At issue is a 1955 California Supreme Court decision, which has come to be known as the “California rule.” It said that public employees are forever entitled to the pension benefits in effect on the first day they came to work. Pension benefits became an irrevocable right.

As a result of the California rule, which a dozen states have adopted, public pensions became a one-way street: Public employers could increase benefits as the Legislature has done several times during the past 20 years, but not cut or reduce them without giving workers another benefit of equal value — thus negating any potential savings for the employer.

Because courts have adhered to the rule for seven decades, when Brown and the Legislature crafted the pension rescue plan, they applied most changes to CalSTRS and CalPERS employees’ retirement age and contribution rates only to new employees.

Through a benefit tradeoff, the contribution rates of current teachers increased under the plan from 8 to 10.25 percent of their pay without violating the California rule. And the new law eliminated a few prospective benefits for current employees, the subject of the lawsuits. One was “airtime,” allowing employees to purchase up to 5 years of credit for work not actually done by making both their own and their employer’s pension contributions. Airtime, which created a bigger pension on retirement, turned out to be more expensive than the Legislature assumed. The new pension law also got rid of spiking, which allowed employees to increase the calculation for pensions by adding the value of unused vacation, leave time and other benefits.

The case before the state Supreme Court is Cal Fire Local 2881 v. CalPERS. In 2016, a three-judge panel of the San Francisco-based 1st District Court of Appeal agreed with the state and CalPERS that airtime could be rescinded. The court said that it didn’t qualify as a vested right because airtime didn’t involve work already performed. Also, employees were given one last opportunity to buy airtime before it ended.

On the broader issue of the California rule, the court ruled that employers can’t touch pension benefits that workers have already earned but they can modify benefits moving forward. Short of abolishing or radically reducing a pension, employers can make adjustments “in accord with changing conditions” as long as the pension modifications are “reasonable,” the judges wrote.

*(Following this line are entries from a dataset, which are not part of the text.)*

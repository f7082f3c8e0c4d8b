use anyhow::{Context, Result};
use watch_core::{
    channel::ChannelName,
    config::{Credentials, Obfuscated},
    provider::Provider,
};
use watch_twitch::{TwitchClient, REQUEST_TIMEOUT};

/// Look up a single channel with the credentials from the environment.
/// usage: testtwitch <channel>
#[tokio::main]
async fn main() -> Result<()> {
    let channel = std::env::args()
        .nth(1)
        .context("usage: testtwitch <channel>")?;
    let channel = ChannelName::parse(&channel)?;

    let credentials = Credentials {
        client_id: std::env::var("TWITCH_CLIENT_ID").context("twitch client id")?,
        client_secret: Obfuscated(
            std::env::var("TWITCH_CLIENT_SECRET").context("twitch client secret")?,
        ),
    };

    let client = TwitchClient::new(REQUEST_TIMEOUT)?;
    let token = client
        .get_token(&credentials)
        .await
        .context("Cannot get app access token")?;

    let info = client.fetch_channel_info(&channel, &token).await?;
    dbg!(info);

    Ok(())
}
use nom::{
    branch::alt,
    bytes::complete::{is_not, tag, take_while1},
    character::complete::{multispace0, multispace1},
    combinator::{all_consuming, map, value},
    sequence::{delimited, preceded, separated_pair},
    Finish, IResult,
};

/// What can be typed on the console while streamwatch runs.
#[derive(Debug, Clone, Copy, PartialEq, Eq)]
pub enum Command<'input> {
    Add(&'input str),
    Remove(&'input str),
    Refresh,
    AutoOpen(bool),
    /// client id then client secret
    Credentials(&'input str, &'input str),
    List,
    Quit,
}

pub const USAGE: &str = "commands: add <channel>, remove <channel>, refresh, autoopen on|off, \
     credentials <client id> <client secret>, list, quit";

pub fn parse_command(input: &str) -> Result<Command<'_>, String> {
    all_consuming(delimited(multispace0, command, multispace0))(input)
        .finish()
        .map(|x| x.1)
        .map_err(|e| format!("Cannot parse {:?} at {:?}", input.trim(), e.input))
}

fn command(input: &str) -> IResult<&str, Command<'_>> {
    alt((
        map(with_argument(tag("add"), channel_name), Command::Add),
        map(
            with_argument(alt((tag("remove"), tag("rm"))), channel_name),
            Command::Remove,
        ),
        map(
            with_argument(tag("autoopen"), switch),
            Command::AutoOpen,
        ),
        map(
            with_argument(
                tag("credentials"),
                separated_pair(token, multispace1, token),
            ),
            |(id, secret)| Command::Credentials(id, secret),
        ),
        value(Command::Refresh, tag("refresh")),
        value(Command::List, alt((tag("list"), tag("ls")))),
        value(Command::Quit, alt((tag("quit"), tag("exit")))),
    ))(input)
}

fn with_argument<'a, C, A, O>(
    cmd: C,
    argument: A,
) -> impl FnMut(&'a str) -> IResult<&'a str, O>
where
    C: FnMut(&'a str) -> IResult<&'a str, &'a str>,
    A: FnMut(&'a str) -> IResult<&'a str, O>,
{
    preceded(cmd, preceded(multispace1, argument))
}

/// Twitch logins are made of ascii letters, digits and underscores.
fn channel_name(input: &str) -> IResult<&str, &str> {
    take_while1(|c: char| c.is_ascii_alphanumeric() || c == '_')(input)
}

fn token(input: &str) -> IResult<&str, &str> {
    is_not(" \t\r\n")(input)
}

fn switch(input: &str) -> IResult<&str, bool> {
    alt((value(true, tag("on")), value(false, tag("off"))))(input)
}
use anyhow::{Context, Result};
use async_trait::async_trait;
use serde::Deserialize;
use watch_core::UpdateChecker;

/// Latest published release of a GitHub repository.
#[derive(Debug, Clone)]
pub struct GithubReleases {
    http: reqwest::Client,
    repo: String,
}

#[derive(Debug, Deserialize)]
struct Release {
    tag_name: String,
    #[serde(default)]
    draft: bool,
    #[serde(default)]
    prerelease: bool,
}

impl Release {
    fn version(self) -> Option<String> {
        if self.draft || self.prerelease {
            return None;
        }
        Some(self.tag_name)
    }
}

impl GithubReleases {
    /// `repo` is `owner/name`.
    pub fn new(repo: &str) -> Self {
        GithubReleases {
            http: reqwest::Client::default(),
            repo: repo.to_string(),
        }
    }
}

#[async_trait]
impl UpdateChecker for GithubReleases {
    async fn latest_version(&self) -> Result<Option<String>> {
        let url = format!("https://api.github.com/repos/{}/releases/latest", self.repo);
        let resp = self
            .http
            .get(&url)
            .header(reqwest::header::USER_AGENT, concat!("streamwatch/", env!("CARGO_PKG_VERSION")))
            .header(reqwest::header::ACCEPT, "application/vnd.github+json")
            .send()
            .await
            .with_context(|| format!("Cannot reach {}", url))?;

        if resp.status() == reqwest::StatusCode::NOT_FOUND {
            log::debug!("No release published for {}", self.repo);
            return Ok(None);
        }
        let release: Release = resp
            .error_for_status()?
            .json()
            .await
            .context("Invalid release payload")?;
        Ok(release.version())
    }
}

#[cfg(test)]
mod test {
    use super::*;
    use pretty_assertions::assert_eq;

    #[test]
    fn test_release_payload() {
        let raw = r#"{
            "url": "https://api.github.com/repos/octocat/Hello-World/releases/1",
            "id": 1,
            "tag_name": "v1.0.0",
            "target_commitish": "master",
            "name": "v1.0.0",
            "body": "Description of the release",
            "draft": false,
            "prerelease": false,
            "created_at": "2013-02-27T19:35:32Z",
            "published_at": "2013-02-27T19:35:32Z"
        }"#;
        let release: Release = serde_json::from_str(raw).unwrap();
        assert_eq!(release.version(), Some("v1.0.0".to_string()));
    }

    #[test]
    fn test_prerelease_is_ignored() {
        let raw = r#"{"tag_name": "v2.0.0-rc.1", "draft": false, "prerelease": true}"#;
        let release: Release = serde_json::from_str(raw).unwrap();
        assert_eq!(release.version(), None);
    }
}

But another three-judge panel of the 1st District Court of Appeal disagreed with that interpretation in another lawsuit brought by Alameda County deputy sheriffs, which the Supreme Court also could decide to hear with the Cal Fire case. In the Alameda County decision, the judges said that reductions can be made to benefits only if there is compelling evidence that the changes are vital to shore up the pension system itself.

Brown takes over the case

In an unusual move that signals how important he views the case, Brown has transferred the Cal Fire case before the Supreme Court from Attorney General Xavier Becerra to attorneys in the governor’s office. In their brief to the court, Brown’s attorneys argue that restrictions on reducing pensions should not be a “strait jacket.” As long as a pension remains “substantial,” changes can be made if they are “reasonable and necessary to serve an important public purpose.” It was “imperative” to rein in “abusive practices” like airtime, the attorneys wrote, to regain public trust in the pension system at a time when the system faced hundreds of billions of dollars in unfunded liabilities.

In their brief to the Supreme Court, Cal Fire attorneys dismiss those arguments as “swimming against a 65-year tide of cases” protecting vested pension rights. Only “extreme hardship or imminent collapse of the pension system” could justify cuts in pension benefits and the state hasn’t made the case, they wrote.

Gregg Adam, partner in the law firm Messing Adam & Jasmine and the principal author of the Cal Fire brief, said a cut in benefits should only be temporary and what’s needed to get through a financial emergency. “The changes should be related to the pension system and not because employers” (like the Legislature and school districts) “would rather spend the money on education,” he said.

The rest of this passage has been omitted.